I really do feel sorry for teachers in Scotland just now, as the whole of the syllabus has been tipped up, and they must now re-build their resource. Perhaps it can be a good thing, as this Cloud generation can provide a whole range of on-line materials, but it is something that needs time to sink in, or we risk have another lost generation (I count myself as being part of one of the lost generations, where the move towards phonic writing and new independent learning, so a generation who’s basic skills in the 3Rs were left exposed).
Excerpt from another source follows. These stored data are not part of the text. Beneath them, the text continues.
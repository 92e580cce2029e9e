//! Versioned transaction log for project changes
//!
//! Every mutating command goes through [`TransactionLog::commit`], so the
//! project is never left half-written and every change is one commit.
//!
//! ## Usage
//!
//! ```ignore
//! let log = TransactionLog::new(&project.root, GitHistory::open(&project.root)?);
//! let outcome = log.commit(|state| {
//!     state.manifest.upsert(entry);
//!     Ok(format!("Added module '{name}'"))
//! })?;
//! ```
//!
//! ## Steps
//!
//! 1. Take the project lock without waiting (`Busy` if held)
//! 2. Load the state and apply the mutation to a copy
//! 3. Render both states; identical bytes mean `Unchanged`
//! 4. Write changed files atomically, delete removed ones
//! 5. Commit exactly the changed paths
//!
//! A failing mutation writes nothing. A failing write or commit restores
//! every touched file from its in-memory backup (automatic via `Drop`).

use std::collections::{BTreeMap, BTreeSet};
use std::fs;
use std::io::Write;
use std::path::{Path, PathBuf};

use tempfile::NamedTempFile;

use crate::error::{CfError, Result};
use crate::history::{CommitId, History};
use crate::project::{ProjectGuard, ProjectState};

/// Result of a transaction that did not fail
#[derive(Debug, Clone, PartialEq, Eq)]
pub enum CommitOutcome {
    Committed(CommitId),
    /// The mutation produced byte-identical files; nothing was written
    Unchanged,
}

impl CommitOutcome {
    #[cfg(test)]
    pub fn is_committed(&self) -> bool {
        matches!(self, CommitOutcome::Committed(_))
    }
}

/// Commits project mutations to disk and history
#[derive(Debug)]
pub struct TransactionLog<H: History> {
    root: PathBuf,
    history: H,
}

impl<H: History> TransactionLog<H> {
    pub fn new(root: impl Into<PathBuf>, history: H) -> Self {
        Self {
            root: root.into(),
            history,
        }
    }

    pub fn history(&self) -> &H {
        &self.history
    }

    /// Apply `mutation` to the project state and record it
    ///
    /// The mutation returns the commit message. Its errors are returned
    /// unchanged, with nothing written.
    pub fn commit<F>(&self, mutation: F) -> Result<CommitOutcome>
    where
        F: FnOnce(&mut ProjectState) -> Result<String>,
    {
        let _guard = ProjectGuard::acquire_or_busy(&self.root)?;
        self.commit_locked(mutation)
    }

    /// Like [`commit`](Self::commit) for callers already holding the lock
    pub fn commit_locked<F>(&self, mutation: F) -> Result<CommitOutcome>
    where
        F: FnOnce(&mut ProjectState) -> Result<String>,
    {
        let current = ProjectState::load(&self.root)?;
        let mut next = current.clone();
        let message = mutation(&mut next)?;

        let before = render(&current)?;
        let after = render(&next)?;
        let changes = diff(&before, &after);
        if changes.is_empty() {
            tracing::debug!("No changes to commit");
            return Ok(CommitOutcome::Unchanged);
        }

        if matches!(self.history.has_staged_changes(), Ok(true)) {
            tracing::warn!("Staged changes outside cfbuild's files are left out of this commit");
        }

        let mut batch = WriteBatch::new(&self.root);
        for path in &changes {
            match after.get(path) {
                Some(content) => batch.write(path, content)?,
                None => batch.remove(path)?,
            }
        }

        let paths: Vec<PathBuf> = changes.into_iter().collect();
        let id = self.history.commit(&paths, &message).map_err(|e| match e {
            CfError::HistoryWrite { .. } => e,
            other => CfError::HistoryWrite {
                reason: other.to_string(),
            },
        })?;

        batch.commit();
        tracing::info!("{} ({})", message, id.short());
        Ok(CommitOutcome::Committed(id))
    }
}

fn render(state: &ProjectState) -> Result<BTreeMap<PathBuf, Vec<u8>>> {
    state.render().map_err(|e| CfError::CorruptState {
        path: "project state".to_string(),
        reason: e.to_string(),
    })
}

/// Paths whose content differs, including paths present on only one side
fn diff(
    before: &BTreeMap<PathBuf, Vec<u8>>,
    after: &BTreeMap<PathBuf, Vec<u8>>,
) -> BTreeSet<PathBuf> {
    before
        .keys()
        .chain(after.keys())
        .filter(|path| before.get(*path) != after.get(*path))
        .cloned()
        .collect()
}

/// Original content of a touched file (`None` if it did not exist)
#[derive(Debug)]
struct Backup {
    path: PathBuf,
    content: Option<Vec<u8>>,
}

/// File writes that are undone on drop unless committed
#[derive(Debug)]
struct WriteBatch {
    root: PathBuf,
    backups: Vec<Backup>,
    created_dirs: Vec<PathBuf>,
    committed: bool,
}

impl WriteBatch {
    fn new(root: &Path) -> Self {
        Self {
            root: root.to_path_buf(),
            backups: Vec::new(),
            created_dirs: Vec::new(),
            committed: false,
        }
    }

    fn backup(&mut self, path: &Path) -> Result<()> {
        let content = match fs::read(path) {
            Ok(content) => Some(content),
            Err(e) if e.kind() == std::io::ErrorKind::NotFound => None,
            Err(e) => {
                return Err(CfError::FileReadFailed {
                    path: path.display().to_string(),
                    reason: e.to_string(),
                });
            }
        };
        self.backups.push(Backup {
            path: path.to_path_buf(),
            content,
        });
        Ok(())
    }

    fn write(&mut self, relative: &Path, content: &[u8]) -> Result<()> {
        let path = self.root.join(relative);
        self.backup(&path)?;

        if let Some(parent) = path.parent() {
            self.create_dirs(parent)?;
        }
        write_atomic(&path, content)
    }

    fn remove(&mut self, relative: &Path) -> Result<()> {
        let path = self.root.join(relative);
        self.backup(&path)?;
        match fs::remove_file(&path) {
            Ok(()) => Ok(()),
            Err(e) if e.kind() == std::io::ErrorKind::NotFound => Ok(()),
            Err(e) => Err(CfError::FileWriteFailed {
                path: path.display().to_string(),
                reason: e.to_string(),
            }),
        }
    }

    fn create_dirs(&mut self, dir: &Path) -> Result<()> {
        let missing: Vec<PathBuf> = dir
            .ancestors()
            .take_while(|d| !d.exists())
            .map(Path::to_path_buf)
            .collect();
        fs::create_dir_all(dir).map_err(|e| CfError::FileWriteFailed {
            path: dir.display().to_string(),
            reason: e.to_string(),
        })?;
        self.created_dirs.extend(missing);
        Ok(())
    }

    fn commit(mut self) {
        self.committed = true;
    }

    fn rollback(&mut self) {
        for backup in self.backups.iter().rev() {
            let result = match &backup.content {
                Some(content) => write_atomic(&backup.path, content),
                None => match fs::remove_file(&backup.path) {
                    Err(e) if e.kind() != std::io::ErrorKind::NotFound => Err(e.into()),
                    _ => Ok(()),
                },
            };
            if let Err(e) = result {
                tracing::warn!("Failed to restore {}: {}", backup.path.display(), e);
            }
        }

        // Deepest first; only directories this batch created and left empty
        for dir in &self.created_dirs {
            let _ = fs::remove_dir(dir);
        }
    }
}

impl Drop for WriteBatch {
    fn drop(&mut self) {
        if !self.committed {
            tracing::debug!("Rolling back {} file(s)", self.backups.len());
            self.rollback();
        }
    }
}

/// Replace `path` with `content` via a temporary file in the same directory
pub fn write_atomic(path: &Path, content: &[u8]) -> Result<()> {
    let dir = path.parent().unwrap_or_else(|| Path::new("."));
    let mut file = NamedTempFile::new_in(dir).map_err(|e| write_failed(path, e))?;
    file.write_all(content).map_err(|e| write_failed(path, e))?;
    file.as_file().sync_all().map_err(|e| write_failed(path, e))?;
    file.persist(path).map_err(|e| write_failed(path, e.error))?;
    Ok(())
}

fn write_failed(path: &Path, reason: impl std::fmt::Display) -> CfError {
    CfError::FileWriteFailed {
        path: path.display().to_string(),
        reason: reason.to_string(),
    }
}
//! cfbuild - module-oriented policy build tool
//!
//! Assembles a policy set from versioned modules listed in an index,
//! stores module input next to the manifest and records every change to
//! the project in git.

use clap::Parser;
use miette::Diagnostic;

mod build;
mod cli;
mod commands;
mod config;
mod domain;
mod error;
mod history;
mod input;
mod logging;
mod operations;
mod project;
mod resolver;
mod transaction;
mod ui;

use cli::{Cli, Commands};
use error::CfError;

fn main() {
    let cli = Cli::parse();
    logging::init_logging(cli.verbose);

    let project = cli.project;
    let result = match cli.command {
        Commands::Init(args) => commands::init::run(project, args),
        Commands::Add(args) => commands::add::run(project, args),
        Commands::Remove(args) => commands::remove::run(project, args),
        Commands::SetInput(args) => commands::input::run_set(project, args),
        Commands::GetInput(args) => commands::input::run_get(project, args),
        Commands::Build(args) => commands::build::run(project, args),
        Commands::List(args) => commands::list::run(project, args),
        Commands::Info(args) => commands::info::run(project, args),
        Commands::Validate(args) => commands::validate::run(project, args),
        Commands::Version => commands::version::run(),
    };

    if let Err(e) = result {
        report_error(&e);
        std::process::exit(1);
    }
}

fn report_error(e: &CfError) {
    eprintln!("Error: {}", e);
    if let Some(help) = e.help() {
        eprintln!("Help: {}", help);
    }
}
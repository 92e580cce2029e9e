//! Operations behind the cfbuild commands
//!
//! This module provides high-level operations that coordinate:
//! - Project: locating the project and loading its state
//! - Index: looking up module descriptors
//! - Resolver: dependency resolution and build order
//! - Transaction log: one commit per mutating command
//! - Build merger: producing the output tree
//!
//! Operations return data; the commands in `commands/` print it.

pub mod add;
pub mod build;
pub mod info;
pub mod init;
pub mod input;
pub mod list;
pub mod remove;

use std::path::Path;

use crate::config::{ModuleIndex, load_for_project};
use crate::error::Result;
use crate::history::GitHistory;
use crate::project::ProjectState;
use crate::transaction::TransactionLog;

pub use add::add_modules;
pub use build::{BuildSummary, build_project};
pub use info::{ModuleInfo, module_info};
pub use init::{InitOptions, init_project};
pub use input::{get_input, set_input};
pub use list::{ListedModule, list_modules};
pub use remove::remove_modules;

/// Transaction log over the git history containing `root`
fn transaction_log(root: &Path) -> Result<TransactionLog<GitHistory>> {
    Ok(TransactionLog::new(root, GitHistory::open(root)?))
}

/// Index the project's manifest points at
fn project_index(root: &Path, state: &ProjectState) -> Result<ModuleIndex> {
    load_for_project(root, state.manifest.index.as_ref())
}

/// Quoted, comma-separated names for commit messages
fn quoted_list(names: &[String]) -> String {
    names
        .iter()
        .map(|n| format!("'{n}'"))
        .collect::<Vec<_>>()
        .join(", ")
}

/// `module 'a'` or `modules 'a', 'b'`
fn describe_modules(names: &[String]) -> String {
    let noun = if names.len() == 1 { "module" } else { "modules" };
    format!("{noun} {}", quoted_list(names))
}

#[cfg(test)]
pub(crate) mod test_support;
For Computing, it is a careful balance, in increasing engagement in the Science, but also start to define proper standards, which are all-inclusive, and which allow kids from less privileged background to thrive as much as those who do not have the same level of resource allocation. I strongly believe that universities have a key role to play in the future, and should be directly helping their local schools, especially in areas with historical level of low academic achievement. This interaction will, hopefully, stimulate a new generation of data architects, and start to tap into a new pool, which have been disadvantaged from following a graduate career. Thus to leave schools to fight through this on their own is not a good solution, and universities can help in defining the right way forward, especially as they can see the output, and the routes that their students take.
Our society too has a great deal of work to do, in showing that IT is one of the great career of the 21st century, and one in which is ever changing and will end up creating our buildings of the future, where we create worlds which are all-inclusive for every person on the planet, and that there are no places that knowledge cannot reach! So I started with a problem … and it’s not a problem … it’s a journey, and as a nation we’ve started out on creating a new knowledge economy, where intellect is the key asset for any company, and where access to highly qualified graduates in IT is major driving for basing their company.